These three views are equivalent ways to think about the same decision:

p-value: how much null probability lies beyond the observed mean?
critical value: did the observed mean cross the rejection cutoff?
confidence interval: is the null value excluded from the interval of plausible means?

The labels differ, but the inferential logic is the same.

Why this matters for the final project

In your final project, you will need to answer questions like:

Why did you summarise the data this way?
Why did you choose this visualisation?
Why is this inferential question the right one?
What assumptions are you making about the data?

Use this tutorial as a model for how to answer those questions, not just how to list them.

A stronger explanation now sounds like this:

“The trial-level variable was binary, so I first summarised performance as a per-subject reward rate. I then defined a null model and asked whether the observed mean or group difference was unusually large under that model. After that, I used confidence intervals to describe the uncertainty around the estimated means and a plot to communicate those estimates clearly.”

Apply this to your assigned dataset

Your assigned dataset is determined by your student ID number. Take the last digit and compute last_digit %% 3 in R.

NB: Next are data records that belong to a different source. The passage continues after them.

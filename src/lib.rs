//! 凭据生命周期与限流引擎
//! 提供访问/刷新令牌的签发、轮换、重放检测与吊销，
//! 以及按标识限流 + 按账户防爆破锁定的决策引擎

pub mod auth;
pub mod config;
pub mod error;
pub mod middleware;
pub mod models;
pub mod services;
pub mod store;
pub mod telemetry;
//! JWT signing and verification
//! Implements the access token + refresh token pair with separate secrets
//! and an explicit `kind` discriminator checked on every verification

use crate::{
    config::{parse_expiry, AuthConfig},
    error::AuthError,
};
use chrono::{Duration, Utc};
use jsonwebtoken::{decode, encode, Algorithm, DecodingKey, EncodingKey, Header, Validation};
use secrecy::ExposeSecret;
use serde::{Deserialize, Serialize};

use super::hash::generate_token_id;

pub const KIND_ACCESS: &str = "access";
pub const KIND_REFRESH: &str = "refresh";

/// Claims carried by access tokens; never persisted
#[derive(Debug, Serialize, Deserialize, Clone)]
pub struct AccessClaims {
    /// Subject (account ID)
    pub sub: String,

    /// Credential kind discriminator (always "access")
    pub kind: String,

    /// Identity attributes
    #[serde(default)]
    pub roles: Vec<String>,

    /// Issued at
    pub iat: i64,

    /// Expiration
    pub exp: i64,

    /// Unique token identifier
    pub jti: String,
}

/// Claims carried by refresh tokens
///
/// `jti` matches the persisted [`RefreshRecord`](crate::models::RefreshRecord)
/// id for audit correlation. `roles` ride along so rotation can reissue an
/// access token without a user lookup.
#[derive(Debug, Serialize, Deserialize, Clone)]
pub struct RefreshClaims {
    pub sub: String,

    /// Credential kind discriminator (always "refresh")
    pub kind: String,

    pub jti: String,

    /// Device fingerprint hash, present when device binding is enabled
    #[serde(default, skip_serializing_if = "Option::is_none")]
    pub device_hash: Option<String>,

    #[serde(default)]
    pub roles: Vec<String>,

    pub iat: i64,

    pub exp: i64,
}

/// Signs and verifies both credential kinds
///
/// Stateless; the two kinds use distinct secrets, but verification never
/// relies on which secret happened to validate — the `kind` claim is checked
/// explicitly.
pub struct JwtCodec {
    access_encoding: EncodingKey,
    access_decoding: DecodingKey,
    refresh_encoding: EncodingKey,
    refresh_decoding: DecodingKey,
    access_expiry: Duration,
    refresh_expiry: Duration,
}

impl JwtCodec {
    /// Create the codec from config; rejects short secrets and malformed
    /// expiry strings here rather than at sign time
    pub fn from_config(config: &AuthConfig) -> Result<Self, AuthError> {
        let access_secret = config.token.access_secret.expose_secret();
        let refresh_secret = config.token.refresh_secret.expose_secret();

        // Min 32 bytes for HS256
        if access_secret.len() < 32 || refresh_secret.len() < 32 {
            return Err(AuthError::Config("Token secret too short (min 32 chars)".to_string()));
        }

        Ok(Self {
            access_encoding: EncodingKey::from_secret(access_secret.as_bytes()),
            access_decoding: DecodingKey::from_secret(access_secret.as_bytes()),
            refresh_encoding: EncodingKey::from_secret(refresh_secret.as_bytes()),
            refresh_decoding: DecodingKey::from_secret(refresh_secret.as_bytes()),
            access_expiry: parse_expiry(&config.token.access_expiry)?,
            refresh_expiry: parse_expiry(&config.token.refresh_expiry)?,
        })
    }

    /// Sign an access token
    pub fn sign_access(&self, subject_id: &str, roles: &[String]) -> Result<String, AuthError> {
        let now = Utc::now();
        let expiration = now + self.access_expiry;

        let claims = AccessClaims {
            sub: subject_id.to_string(),
            kind: KIND_ACCESS.to_string(),
            roles: roles.to_vec(),
            iat: now.timestamp(),
            exp: expiration.timestamp(),
            jti: generate_token_id(),
        };

        encode(&Header::default(), &claims, &self.access_encoding).map_err(|e| {
            tracing::error!("Failed to encode access token: {:?}", e);
            AuthError::Config(format!("Failed to encode access token: {e}"))
        })
    }

    /// Sign a refresh token, returning the token and its `jti`
    pub fn sign_refresh(
        &self,
        subject_id: &str,
        roles: &[String],
        device_hash: Option<String>,
    ) -> Result<(String, String), AuthError> {
        let now = Utc::now();
        let expiration = now + self.refresh_expiry;
        let jti = generate_token_id();

        let claims = RefreshClaims {
            sub: subject_id.to_string(),
            kind: KIND_REFRESH.to_string(),
            jti: jti.clone(),
            device_hash,
            roles: roles.to_vec(),
            iat: now.timestamp(),
            exp: expiration.timestamp(),
        };

        let token = encode(&Header::default(), &claims, &self.refresh_encoding).map_err(|e| {
            tracing::error!("Failed to encode refresh token: {:?}", e);
            AuthError::Config(format!("Failed to encode refresh token: {e}"))
        })?;

        Ok((token, jti))
    }

    /// Verify an access token
    pub fn verify_access(&self, token: &str) -> Result<AccessClaims, AuthError> {
        let validation = Validation::new(Algorithm::HS256);

        match decode::<AccessClaims>(token, &self.access_decoding, &validation) {
            Ok(data) => {
                if data.claims.kind != KIND_ACCESS {
                    tracing::debug!(kind = %data.claims.kind, "Token kind mismatch, expected 'access'");
                    return Err(AuthError::WrongCredentialKind);
                }
                Ok(data.claims)
            }
            Err(e) => Err(self.map_decode_error(token, e, &self.refresh_decoding)),
        }
    }

    /// Verify a refresh token
    pub fn verify_refresh(&self, token: &str) -> Result<RefreshClaims, AuthError> {
        let validation = Validation::new(Algorithm::HS256);

        match decode::<RefreshClaims>(token, &self.refresh_decoding, &validation) {
            Ok(data) => {
                if data.claims.kind != KIND_REFRESH {
                    tracing::debug!(kind = %data.claims.kind, "Token kind mismatch, expected 'refresh'");
                    return Err(AuthError::WrongCredentialKind);
                }
                Ok(data.claims)
            }
            Err(e) => Err(self.map_decode_error(token, e, &self.access_decoding)),
        }
    }

    /// Map a jsonwebtoken failure to the typed error kinds
    ///
    /// A signature failure is cross-checked against the other kind's key so a
    /// well-formed token of the wrong kind surfaces as `WrongCredentialKind`
    /// instead of a generic malformed error.
    fn map_decode_error(
        &self,
        token: &str,
        error: jsonwebtoken::errors::Error,
        other_kind_key: &DecodingKey,
    ) -> AuthError {
        use jsonwebtoken::errors::ErrorKind;

        match error.kind() {
            ErrorKind::ExpiredSignature => AuthError::CredentialExpired,
            ErrorKind::InvalidSignature => {
                let validation = Validation::new(Algorithm::HS256);
                match decode::<serde_json::Value>(token, other_kind_key, &validation) {
                    Ok(_) => AuthError::WrongCredentialKind,
                    Err(e2) if matches!(e2.kind(), ErrorKind::ExpiredSignature) => {
                        AuthError::WrongCredentialKind
                    }
                    Err(_) => AuthError::MalformedCredential,
                }
            }
            _ => {
                tracing::debug!("Token validation failed: {:?}", error);
                AuthError::MalformedCredential
            }
        }
    }

    /// Seconds until a freshly signed access token expires
    pub fn access_expiry_secs(&self) -> i64 {
        self.access_expiry.num_seconds()
    }

    pub fn refresh_expiry(&self) -> Duration {
        self.refresh_expiry
    }
}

If the result is 0: https://github.com/crossley/cogs2020/tree/main/final_project_data/cat_learn_switch
If the result is 1: https://github.com/crossley/cogs2020/tree/main/final_project_data/cat_learn_auto
If the result is 2: https://github.com/crossley/cogs2020/tree/main/final_project_data/cat_learn_unlearn

Load your assigned dataset into R.

For this tutorial, your task is:

Identify one key dependent variable and one grouping variable in your dataset.
State why your summary of the dependent variable is appropriate for that variable type.
Compute per-participant (or per-subject) means for your chosen DV in each condition.
Define a null or comparison question for those means.
Use simulation to show what the relevant summary statistic would look like under that null model.
State whether the observed statistic looks common or rare under the null, and explain why.
Compute a 95% confidence interval for the mean in each condition.
Create a plot showing the means and confidence intervals across conditions.
Write 2-3 sentences interpreting both:
1. what the simulation says about the inferential question
2. what the confidence intervals say about uncertainty in your estimates

You will use this visualisation and interpretation in your final project.

Stop here

Today we introduced:

sampling variability using real rat T-maze data
the distribution of sample means under a null hypothesis
simulation-based inference using tail proportions
critical values from a simulated null model
confidence intervals for mean reward rates
the formal Normal test connection between p-values, critical values, and confidence intervals

This week extends last week:

first justify your summaries and assumptions from the variable
then build a null model and ask whether the observed pattern is larger than expected by chance

Next week we will formalise this process into hypothesis tests and use them to make explicit statistical decisions.